And I was thinking that most republican heavies had reluctantly come to the conclusion that the end of this reign won't produce their silver bullet. The country won't immediately decide to adopt any sort of politicians republic the usual suspects decide we must have.
Not it seems, the Sydney Morning Herald's weekly columnist, the former 2UE talkback broadcaster, Mike Carlton. (We're challenging him to a debate on this.)
On Saturday 27 July, 2013 he wrote that the "chances of (Prince) George Alexander Louis Mountbatten-Windsor wearing what Professor David Flint and his ilk absurdly call the Australian crown", must be slim."
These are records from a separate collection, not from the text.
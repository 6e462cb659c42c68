use std::{cell::Cell, collections::HashMap, rc::Rc};

use crate::{
    connection::{CompletionErrorCode, NetFn},
    storage::sdr::{record::SDR_VERSION, Record},
};

use super::Simulator;

const CC_SUCCESS: u8 = 0x00;

fn failure(completion_code: CompletionErrorCode) -> Vec<u8> {
    vec![completion_code.into()]
}

/// A simulated SDR repository and the sensors it describes.
///
/// [`install`](SimulatedRepository::install) registers handlers for Get SDR
/// Repository Info, Reserve SDR Repository, Get SDR and Get Sensor Reading on
/// a [`Simulator`]. Records are served in insertion order. Record ID `0x0000`
/// addresses the first record, and the last record points at `0xFFFF`.
#[derive(Debug, Clone, Default)]
pub struct SimulatedRepository {
    records: Vec<Vec<u8>>,
    readings: HashMap<u8, Result<Vec<u8>, CompletionErrorCode>>,
    most_recent_addition: u32,
}

impl SimulatedRepository {
    pub fn new() -> Self {
        Self::default()
    }

    pub fn with_record(mut self, record: impl Into<Record>) -> Self {
        self.records.push(record.into().encode());
        self
    }

    /// Add a record that is served exactly as given, whether or not it is
    /// well-formed.
    pub fn with_raw_record(mut self, data: Vec<u8>) -> Self {
        self.records.push(data);
        self
    }

    pub fn with_reading(
        mut self,
        sensor_number: u8,
        reading: u8,
        availability: u8,
        state_1: u8,
        state_2: Option<u8>,
    ) -> Self {
        let mut data = vec![reading, availability, state_1];
        data.extend(state_2);

        self.readings.insert(sensor_number, Ok(data));
        self
    }

    /// Make Get Sensor Reading for `sensor_number` fail with `completion_code`.
    pub fn with_reading_error(
        mut self,
        sensor_number: u8,
        completion_code: CompletionErrorCode,
    ) -> Self {
        self.readings.insert(sensor_number, Err(completion_code));
        self
    }

    pub fn with_most_recent_addition(mut self, timestamp: u32) -> Self {
        self.most_recent_addition = timestamp;
        self
    }

    pub fn record_count(&self) -> usize {
        self.records.len()
    }

    pub fn into_simulator(self) -> Simulator {
        let mut simulator = Simulator::new();
        self.install(&mut simulator);
        simulator
    }

    pub fn install(self, simulator: &mut Simulator) {
        let reservation = Rc::new(Cell::new(0u16));
        let records = Rc::new(self.records);

        let record_count = records.len() as u16;
        let most_recent_addition = self.most_recent_addition;
        simulator.set_handler(NetFn::Storage, 0x20, move |_| {
            let mut response = vec![CC_SUCCESS, SDR_VERSION];
            response.extend_from_slice(&record_count.to_le_bytes());
            response.extend_from_slice(&0xFFFFu16.to_le_bytes());
            response.extend_from_slice(&most_recent_addition.to_le_bytes());
            response.extend_from_slice(&0u32.to_le_bytes());
            // Non-modal updates, reserve supported.
            response.push(0b0010_0010);
            response
        });

        let reserved = reservation.clone();
        simulator.set_handler(NetFn::Storage, 0x22, move |_| {
            let next = match reserved.get().wrapping_add(1) {
                0 => 1,
                v => v,
            };
            reserved.set(next);

            let [lo, hi] = next.to_le_bytes();
            vec![CC_SUCCESS, lo, hi]
        });

        simulator.set_handler(NetFn::Storage, 0x23, move |data| {
            get_sdr(&records, reservation.get(), data)
        });

        let readings = self.readings;
        simulator.set_handler(NetFn::SensorEvent, 0x2D, move |data| {
            let reading = data.first().and_then(|number| readings.get(number));

            match reading {
                Some(Ok(reading)) => {
                    let mut response = vec![CC_SUCCESS];
                    response.extend_from_slice(reading);
                    response
                }
                Some(Err(completion_code)) => failure(*completion_code),
                None => failure(CompletionErrorCode::RequestedDatapointNotPresent),
            }
        });
    }
}

fn raw_record_id(record: &[u8]) -> u16 {
    match record {
        [lo, hi, ..] => u16::from_le_bytes([*lo, *hi]),
        _ => 0,
    }
}

fn get_sdr(records: &[Vec<u8>], current_reservation: u16, data: &[u8]) -> Vec<u8> {
    if data.len() < 6 {
        return failure(CompletionErrorCode::RequestDataLenInvalid);
    }

    let reservation = u16::from_le_bytes([data[0], data[1]]);
    let record_id = u16::from_le_bytes([data[2], data[3]]);
    let offset = data[4] as usize;
    let count = data[5];

    let reservation_valid = if reservation == 0 {
        offset == 0
    } else {
        reservation == current_reservation
    };

    if !reservation_valid {
        return failure(CompletionErrorCode::ReservationCancelledOrInvalidId);
    }

    let index = if record_id == 0 && !records.is_empty() {
        Some(0)
    } else {
        records.iter().position(|r| raw_record_id(r) == record_id)
    };

    let index = match index {
        Some(index) => index,
        None => return failure(CompletionErrorCode::RequestedDatapointNotPresent),
    };

    let record = &records[index];
    let next = records.get(index + 1).map(|r| raw_record_id(r)).unwrap_or(0xFFFF);

    if offset > record.len() {
        return failure(CompletionErrorCode::ParameterOutOfRange);
    }

    let end = if count == 0xFF {
        record.len()
    } else {
        (offset + count as usize).min(record.len())
    };

    let mut response = vec![CC_SUCCESS];
    response.extend_from_slice(&next.to_le_bytes());
    response.extend_from_slice(&record[offset..end]);
    response
}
He says that there seems to be a "consensus'' that "the republic should be on hold until the end of this reign after which "we" will move, "respectfully and with gratitude", to erase ''foreign'' royalty from our constitution and to install an Australian as our head of state."
By "we" our Mike is no doubt referring to the declining band of "passionate republicans'' left in the country.
Putting aside the errors of law and fact in his prediction, Mike doesn't have a very good record in making predictions about these things. In fact his predictions have been terribly wrong.
Give up, Mike – it must be so embarrassing to be shown to be so wrong.
He was sure the people would vote for his politicians republic in 1999 and was no doubt astounded by the landslide.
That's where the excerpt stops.